Some of the variability in MEPs could be attributed to methodology [23, 48, 49], such as stimulus intensity or number of stimuli delivered, [10] level of muscle contraction at time of stimulation, [26, 50] data analysis procedures including removal of initial MEPs when averaging [36] and technical factors relating to coil position [51, 52]. To limit this, we delivered trains of 6 stimuli for our averaging calculations, maintained strict coil orientation and position, performed stimulation at rest (as confirmed by pre-stimulus EMG levels) and removed only data where there was muscle contraction. As a result, MEP measures in this investigation, including variability, are comparable to previously published work [27, 37, 53].
Limitations
The authors acknowledge the comparison with data from younger healthy volunteers, rather than healthy age-matched participants, may be viewed as a limitation. The healthy volunteer data were generated from a protocol development study, undertaken before the current study. The comparison presented here is to demonstrate differences between diseased and disease-free participants. PVD is a disease of aging and associated with lifestyle factors, with the atherosclerotic process increasing with age; age is an independent risk factor, irrespective of health status [54]. Thus, it would be difficult to find an older person who would be truly disease-free and “healthy” with respect to their arterial wall integrity. Confirmation would require advanced functional assessments and blood flow imaging studies, [55] which would have been practically prohibitive for this study. Data exist for healthy older participants and our data are compared to the literature in the discussion.
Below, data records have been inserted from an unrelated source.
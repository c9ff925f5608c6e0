//! HTTP API for the config provider.
//!
//! `GET /config` serves the current configuration, `POST /config` publishes a
//! new one (credential required), `GET /config/versions[/:version]` exposes
//! retained history and `GET /health` is an unauthenticated liveness probe.

use crate::config::Configuration;
use crate::error::TetherError;
use crate::provider::auth::AccessGuard;
use crate::provider::store::ConfigStore;
use axum::{
    extract::{Path, State},
    http::{header::WWW_AUTHENTICATE, HeaderMap, StatusCode},
    response::{IntoResponse, Response},
    routing::get,
    Json, Router,
};
use bytes::Bytes;
use serde::Serialize;
use serde_json::json;
use std::future::Future;
use std::net::SocketAddr;
use std::sync::Arc;
use tokio::net::TcpListener;
use tracing::{info, warn};

/// Shared state for the config API
#[derive(Clone)]
pub struct ServerState {
    pub store: Arc<ConfigStore>,
    pub guard: Arc<AccessGuard>,
    /// Require a credential on reads as well as writes
    pub protect_reads: bool,
}

/// Errors surfaced by handlers
#[derive(Debug)]
pub enum ApiError {
    Unauthorized,
    NotFound(String),
    Rejected(TetherError),
}

impl IntoResponse for ApiError {
    fn into_response(self) -> Response {
        match self {
            ApiError::Unauthorized => (
                StatusCode::UNAUTHORIZED,
                [(WWW_AUTHENTICATE, AccessGuard::challenge())],
                Json(json!({"kind": "unauthorized", "error": "Authentication required"})),
            )
                .into_response(),
            ApiError::NotFound(msg) => (
                StatusCode::NOT_FOUND,
                Json(json!({"kind": "not_found", "error": msg})),
            )
                .into_response(),
            ApiError::Rejected(err) => {
                let status = match &err {
                    TetherError::Validation(_) => StatusCode::BAD_REQUEST,
                    _ => StatusCode::INTERNAL_SERVER_ERROR,
                };
                (
                    status,
                    Json(json!({"kind": err.kind(), "error": err.to_string()})),
                )
                    .into_response()
            }
        }
    }
}

/// Body of `GET /config/versions`
#[derive(Debug, Serialize)]
pub struct VersionsResponse {
    pub current: u64,
    pub versions: Vec<u64>,
}

/// Body of `GET /health`
#[derive(Debug, Serialize)]
pub struct HealthResponse {
    pub status: &'static str,
    pub version: u64,
}

impl ServerState {
    fn check_read(&self, headers: &HeaderMap) -> Result<(), ApiError> {
        if self.protect_reads {
            self.check_write(headers)
        } else {
            Ok(())
        }
    }

    fn check_write(&self, headers: &HeaderMap) -> Result<(), ApiError> {
        if self.guard.authorize(headers) {
            Ok(())
        } else {
            Err(ApiError::Unauthorized)
        }
    }
}

async fn handle_get_config(
    State(state): State<ServerState>,
    headers: HeaderMap,
) -> Result<Json<Configuration>, ApiError> {
    state.check_read(&headers)?;
    Ok(Json(state.store.get_config().as_ref().clone()))
}

async fn handle_set_config(
    State(state): State<ServerState>,
    headers: HeaderMap,
    body: Bytes,
) -> Result<Json<Configuration>, ApiError> {
    if let Err(e) = state.check_write(&headers) {
        warn!("Rejected unauthenticated configuration update");
        return Err(e);
    }

    let value: serde_json::Value = serde_json::from_slice(&body).map_err(|e| {
        ApiError::Rejected(crate::error::ValidationError::Malformed(e.to_string()).into())
    })?;

    match state.store.set_config(value) {
        Ok(published) => {
            info!(version = published.version, "Configuration updated");
            Ok(Json(published.as_ref().clone()))
        }
        Err(e) => {
            warn!(kind = e.kind(), error = %e, "Configuration update rejected");
            Err(ApiError::Rejected(e))
        }
    }
}

async fn handle_versions(
    State(state): State<ServerState>,
    headers: HeaderMap,
) -> Result<Json<VersionsResponse>, ApiError> {
    state.check_read(&headers)?;
    Ok(Json(VersionsResponse {
        current: state.store.get_config().version,
        versions: state.store.versions(),
    }))
}

async fn handle_get_version(
    State(state): State<ServerState>,
    Path(version): Path<u64>,
    headers: HeaderMap,
) -> Result<Json<Configuration>, ApiError> {
    state.check_read(&headers)?;
    state
        .store
        .get_version(version)
        .map(|c| Json(c.as_ref().clone()))
        .ok_or_else(|| ApiError::NotFound(format!("version {} is not retained", version)))
}

async fn handle_health(State(state): State<ServerState>) -> Json<HealthResponse> {
    Json(HealthResponse {
        status: "ok",
        version: state.store.get_config().version,
    })
}

/// Build the config API router
pub fn router(state: ServerState) -> Router {
    Router::new()
        .route("/config", get(handle_get_config).post(handle_set_config))
        .route("/config/versions", get(handle_versions))
        .route("/config/versions/:version", get(handle_get_version))
        .route("/health", get(handle_health))
        .with_state(state)
}

/// Serve the config API on `addr` until `shutdown` resolves.
///
/// In-flight requests complete before this returns.
pub async fn serve<F>(state: ServerState, addr: SocketAddr, shutdown: F) -> crate::error::Result<()>
where
    F: Future<Output = ()> + Send + 'static,
{
    let listener = TcpListener::bind(addr).await?;
    info!(%addr, "Config server listening");

    axum::serve(listener, router(state))
        .with_graceful_shutdown(shutdown)
        .await?;

    info!("Config server stopped");
    Ok(())
}
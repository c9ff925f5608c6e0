//! Tether Error Types
//!
//! Error handling shared by the config server, the config client and the bot.

use std::time::Duration;
use thiserror::Error;

/// Why a configuration payload was rejected.
#[derive(Debug, Clone, PartialEq, Eq, Error)]
pub enum ValidationError {
    /// Body was not JSON at all
    #[error("payload is not valid JSON: {0}")]
    Malformed(String),

    /// Payload was JSON but not an object
    #[error("payload must be a JSON object, got {0}")]
    NotAnObject(&'static str),

    /// Payload was an empty object
    #[error("payload must not be empty")]
    Empty,

    /// Key is not part of a closed schema
    #[error("unknown key '{0}'")]
    UnknownKey(String),

    /// A required key is absent
    #[error("missing required key '{0}'")]
    MissingKey(String),

    /// A key is present but its value breaks the rule for that key
    #[error("invalid value for '{key}': {reason}")]
    InvalidValue { key: String, reason: String },

    /// Rejected by a remote provider; only its message is known
    #[error("rejected by provider: {0}")]
    Remote(String),
}

/// Main error type for Tether operations
#[derive(Debug, Error)]
pub enum TetherError {
    /// Payload rejected at the provider boundary
    #[error("configuration rejected: {0}")]
    Validation(#[from] ValidationError),

    /// Config provider unreachable, failing, or too slow
    #[error("config provider unavailable: {0}")]
    Unavailable(String),

    /// Config provider never came up within the startup window
    #[error(
        "config provider unreachable after {attempts} attempts over {}s",
        waited.as_secs()
    )]
    FatalStartup { attempts: u32, waited: Duration },

    /// Credential rejected by the config provider
    #[error("authentication failed: {0}")]
    Auth(String),

    /// Provider answered with something we could not understand
    #[error("response error: {0}")]
    Response(String),

    /// Bad bootstrap settings or schema file
    #[error("configuration error: {0}")]
    Config(String),

    /// Snapshot persistence failure
    #[error("IO error: {0}")]
    Io(#[from] std::io::Error),

    /// Unrecoverable failure raised by a work unit
    #[error("fatal: {0}")]
    Fatal(String),

    /// Generic internal error
    #[error("internal error: {0}")]
    Internal(String),
}

impl TetherError {
    /// Errors that end the bot's control loop instead of being logged and retried.
    pub fn is_fatal(&self) -> bool {
        matches!(self, TetherError::FatalStartup { .. } | TetherError::Fatal(_))
    }

    /// Short, stable label used in structured logs.
    pub fn kind(&self) -> &'static str {
        match self {
            TetherError::Validation(_) => "validation",
            TetherError::Unavailable(_) => "unavailable",
            TetherError::FatalStartup { .. } => "fatal_startup",
            TetherError::Auth(_) => "auth",
            TetherError::Response(_) => "response",
            TetherError::Config(_) => "config",
            TetherError::Io(_) => "io",
            TetherError::Fatal(_) => "fatal",
            TetherError::Internal(_) => "internal",
        }
    }
}

impl From<reqwest::Error> for TetherError {
    fn from(err: reqwest::Error) -> Self {
        if err.is_timeout() {
            TetherError::Unavailable(format!("request timed out: {}", err))
        } else if err.is_connect() {
            TetherError::Unavailable(format!("connection failed: {}", err))
        } else if err.is_decode() {
            TetherError::Response(format!("failed to decode response: {}", err))
        } else {
            TetherError::Unavailable(err.to_string())
        }
    }
}

impl From<serde_json::Error> for TetherError {
    fn from(err: serde_json::Error) -> Self {
        TetherError::Response(format!("JSON parsing error: {}", err))
    }
}

/// Result type alias for Tether operations
pub type Result<T> = std::result::Result<T, TetherError>;
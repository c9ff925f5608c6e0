//! Work units: one iteration of the bot's operational loop.

use crate::bot::cache::CachedSnapshot;
use crate::error::Result;
use async_trait::async_trait;
use std::sync::atomic::{AtomicU64, Ordering};
use tracing::info;

/// A unit of work driven by the cached configuration.
///
/// Units are never interrupted once started; shutdown waits for the
/// in-flight unit. Errors are logged and the loop carries on unless
/// [`TetherError::is_fatal`](crate::error::TetherError::is_fatal) holds.
#[async_trait]
pub trait WorkUnit: Send + Sync {
    async fn run(&self, snapshot: &CachedSnapshot) -> Result<()>;
}

/// Default work unit: reports the configuration it is running on
#[derive(Debug, Default)]
pub struct Heartbeat {
    beats: AtomicU64,
}

impl Heartbeat {
    pub fn new() -> Self {
        Self::default()
    }
}

#[async_trait]
impl WorkUnit for Heartbeat {
    async fn run(&self, snapshot: &CachedSnapshot) -> Result<()> {
        let beat = self.beats.fetch_add(1, Ordering::Relaxed) + 1;
        info!(
            beat,
            version = snapshot.configuration.version,
            keys = snapshot.configuration.payload.len(),
            degraded = snapshot.degraded,
            "Heartbeat"
        );
        Ok(())
    }
}
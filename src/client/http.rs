//! HTTP Config Client
//!
//! Talks to the config provider's HTTP API with a bounded per-request timeout.

use crate::config::{BotSettings, Configuration, Credential};
use crate::error::{Result, TetherError, ValidationError};
use reqwest::{Client, RequestBuilder, StatusCode, Url};
use serde_json::Value;
use std::time::Duration;

/// HTTP client for the config provider
pub struct HttpConfigClient {
    /// Inner reqwest client
    client: Client,

    /// Absolute URL of `/config`
    config_url: Url,

    /// Credential attached to every request
    credential: Option<Credential>,
}

impl HttpConfigClient {
    /// Create a client for the provider at `base_url`
    pub fn new(base_url: &str, credential: Option<Credential>, timeout: Duration) -> Result<Self> {
        let base = Url::parse(base_url)
            .map_err(|e| TetherError::Config(format!("Invalid provider URL '{}': {}", base_url, e)))?;
        let config_url = base
            .join("config")
            .map_err(|e| TetherError::Config(format!("Invalid provider URL '{}': {}", base_url, e)))?;

        let client = Client::builder()
            .timeout(timeout)
            .connect_timeout(timeout.min(Duration::from_secs(5)))
            .pool_max_idle_per_host(2)
            .build()
            .map_err(|e| TetherError::Internal(format!("Failed to create HTTP client: {}", e)))?;

        Ok(Self {
            client,
            config_url,
            credential,
        })
    }

    /// Create a client from the bot's bootstrap settings
    pub fn from_settings(settings: &BotSettings) -> Result<Self> {
        Self::new(
            &settings.provider_url,
            settings.credential.clone(),
            settings.fetch_timeout,
        )
    }

    /// URL this client fetches from
    pub fn config_url(&self) -> &Url {
        &self.config_url
    }

    fn authorize(&self, request: RequestBuilder) -> RequestBuilder {
        match &self.credential {
            Some(Credential::Basic { username, password }) => {
                request.basic_auth(username, Some(password))
            }
            Some(Credential::Bearer(token)) => request.bearer_auth(token),
            None => request,
        }
    }

    /// Fetch the current configuration
    pub async fn get_config(&self) -> Result<Configuration> {
        let response = self
            .authorize(self.client.get(self.config_url.clone()))
            .send()
            .await?;

        Self::read_configuration(response).await
    }

    /// Publish a new payload; returns the configuration the provider assigned
    pub async fn set_config(&self, payload: &Value) -> Result<Configuration> {
        let response = self
            .authorize(self.client.post(self.config_url.clone()))
            .json(payload)
            .send()
            .await?;

        Self::read_configuration(response).await
    }

    async fn read_configuration(response: reqwest::Response) -> Result<Configuration> {
        let status = response.status();

        if status.is_success() {
            let body = response.text().await?;
            return serde_json::from_str(&body).map_err(|e| {
                TetherError::Response(format!(
                    "Failed to parse configuration: {}. Body: {}",
                    e,
                    body.chars().take(500).collect::<String>()
                ))
            });
        }

        let response_body = response.text().await.unwrap_or_default();

        if status == StatusCode::UNAUTHORIZED || status == StatusCode::FORBIDDEN {
            return Err(TetherError::Auth(format!(
                "Provider refused credential ({})",
                status
            )));
        }

        if status == StatusCode::BAD_REQUEST {
            let message = serde_json::from_str::<Value>(&response_body)
                .ok()
                .and_then(|v| v.get("error").and_then(Value::as_str).map(str::to_string))
                .unwrap_or(response_body);
            return Err(ValidationError::Remote(message).into());
        }

        if status.is_server_error() || status == StatusCode::TOO_MANY_REQUESTS {
            return Err(TetherError::Unavailable(format!(
                "Provider returned {}: {}",
                status, response_body
            )));
        }

        Err(TetherError::Response(format!(
            "Unexpected status {}: {}",
            status, response_body
        )))
    }
}

#[cfg(test)]
mod tests {
    use super::*;

    #[test]
    fn test_config_url_joins_base() {
        let client =
            HttpConfigClient::new("http://config:8080", None, Duration::from_secs(5)).unwrap();
        assert_eq!(client.config_url().as_str(), "http://config:8080/config");

        let client =
            HttpConfigClient::new("http://config:8080/api/", None, Duration::from_secs(5))
                .unwrap();
        assert_eq!(client.config_url().as_str(), "http://config:8080/api/config");
    }

    #[test]
    fn test_rejects_bad_base_url() {
        let err = HttpConfigClient::new("not a url", None, Duration::from_secs(5))
            .err()
            .unwrap();
        assert!(matches!(err, TetherError::Config(_)));
    }
}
The use of a cRMT results in a stimulation intensity of 120% for the muscle with the highest motor threshold, but greater for the other muscles. It is convention to use a specific coil and test intensity to target each muscle but this would have been impractical in the confines of a time critical protocol. However, previous work has shown only small differences in motor threshold between limb muscles, [3, 56] thus the use of a single test intensity is unlikely to have a major impact on the results obtained.
In many neurophysiological studies, MEP amplitudes are often normalised to the maximum M-waves (mMax), the maximal EMG response to direct motor nerve stimulation; [57] this allows comparisons to be made across muscles and between participants with different MEP amplitudes. However, since a key focus of the current investigation was variability of MEPs over time (as assessed by CV), normalisation to mMax was not deemed necessary as CV is a form of normalisation. Further, due to the time critical nature of this study design, it was not feasible to include measurement of MMax for all muscles studies.
Conclusions & recommendations
MEPs were recordable from upper and lower limb muscles in PVD patients and were found to have similar characteristics to data from our healthy participants. Our results suggest there are no additional effects of pathological limb ischaemia on MEP characteristics beyond those expected by aging. With an increasingly aging population, there will be greater numbers of patients with PVD and cardiovascular risk factors participating in neurophysiological studies or undergoing surgery where spinal cord integrity is monitored [58] and MEPs from these patients can be easily evoked and interpreted.